39    In the end, the Tribunal recognised Mr Obele’s criminal conduct was very serious but noted that he had no prior criminal history and, as the sentencing judge had noted, his conduct related to one episode. It also acknowledged that it occurred at a time when Mr Obele was vulnerable because his newly established cleaning business was in financial difficulty, was working away from the support of his wife and had not confided in her about his problems. It referred to the submission from his solicitors that he had limited knowledge of “English language business idea [sic] and ethics in Australia” and was unable to secure enough business to support himself financially. It also referred to what both Mr Obele and his wife had told the Tribunal about their difficulties when they came to this country and the pressure on Mr Obele to support his wife financially, which, it said, was a strong part of Nigerian culture. The Tribunal said this was a relevant consideration under paragraph 10.1.(4) but the Tribunal also observed, “as Mr Obele acknowledged, the difficulty he was in does not in any way excuse his misconduct”.

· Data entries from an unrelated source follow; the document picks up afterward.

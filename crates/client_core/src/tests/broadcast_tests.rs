use std::sync::Mutex;

use super::*;

fn recording_observer(
    cell: &BroadcastCell<Vec<u32>>,
) -> (SubscriptionId, Arc<Mutex<Vec<Vec<u32>>>>) {
    let seen = Arc::new(Mutex::new(Vec::new()));
    let sink = Arc::clone(&seen);
    let id = cell.subscribe(move |snapshot: &Vec<u32>| {
        sink.lock().expect("seen").push(snapshot.clone());
    });
    (id, seen)
}

#[test]
fn late_subscriber_receives_only_latest_snapshot() {
    let cell = BroadcastCell::new("cart", Vec::<u32>::new());
    cell.replace(vec![1]);
    cell.replace(vec![1, 2]);

    let (_, seen) = recording_observer(&cell);
    assert_eq!(*seen.lock().expect("seen"), vec![vec![1, 2]]);
}

#[test]
fn replace_notifies_synchronously_in_subscription_order() {
    let cell = BroadcastCell::new("cart", Vec::<u32>::new());
    let order = Arc::new(Mutex::new(Vec::new()));
    for label in ["first", "second", "third"] {
        let order = Arc::clone(&order);
        cell.subscribe(move |snapshot: &Vec<u32>| {
            if !snapshot.is_empty() {
                order.lock().expect("order").push(label);
            }
        });
    }

    cell.replace(vec![9]);
    assert_eq!(
        *order.lock().expect("order"),
        vec!["first", "second", "third"]
    );
    assert_eq!(*cell.current(), vec![9]);
    assert_eq!(cell.version(), 1);
}

#[test]
fn unsubscribed_observer_stops_receiving() {
    let cell = BroadcastCell::new("cart", Vec::<u32>::new());
    let (id, seen) = recording_observer(&cell);
    cell.replace(vec![1]);
    assert!(cell.unsubscribe(id));
    assert!(!cell.unsubscribe(id));
    cell.replace(vec![2]);
    assert_eq!(*seen.lock().expect("seen"), vec![vec![], vec![1]]);
    assert_eq!(cell.subscriber_count(), 0);
}

#[test]
fn observer_may_read_the_cell_it_observes() {
    let cell = Arc::new(BroadcastCell::new("cart", 0_u32));
    let reader = Arc::clone(&cell);
    let seen = Arc::new(Mutex::new(Vec::new()));
    let sink = Arc::clone(&seen);
    cell.subscribe(move |value: &u32| {
        sink.lock().expect("seen").push((*value, *reader.current()));
    });
    cell.replace(5);
    assert_eq!(*seen.lock().expect("seen"), vec![(0, 0), (5, 5)]);
}

#[test]
fn update_applies_against_latest_snapshot() {
    let cell = BroadcastCell::new("cart", vec![1_u32]);
    let (_, seen) = recording_observer(&cell);
    let next = cell.update(|current| {
        let mut next = current.clone();
        next.push(2);
        next
    });
    assert_eq!(*next, vec![1, 2]);
    assert_eq!(seen.lock().expect("seen").last(), Some(&vec![1, 2]));
}

#[test]
fn derived_cell_tracks_source_until_dropped() {
    let source = BroadcastCell::new("cart", vec![2_u32, 3]);
    let badge = Arc::new(BroadcastCell::new("badge", 0_u32));
    bind_derived(&source, &badge, |items: &Vec<u32>| items.iter().sum());
    assert_eq!(*badge.current(), 5);

    source.replace(vec![4]);
    assert_eq!(*badge.current(), 4);

    drop(badge);
    source.replace(vec![1]);
}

40    The Tribunal then turned to the second prescribed factor, the risk of repetition. In that context it referred again to his lack of any other criminal history, the sentencing judge’s observation of the prospects of reconciliation with his wife, her Honour’s assessment that his prospects of rehabilitation were reasonable and her acceptance of his pleas of guilty as evidence of “a degree of remorse, an acceptance of responsibility and a willingness to facilitate the course of justice”. It then considered a positive report prepared in October 2008 in which a probation and parole officer had stated, among other things, that Mr Obele was regarded as a model inmate during his time in custody with good prospects of “successful reintegration into the community”. The Tribunal said it was impressed by Mr Obele’s presentation at the hearing.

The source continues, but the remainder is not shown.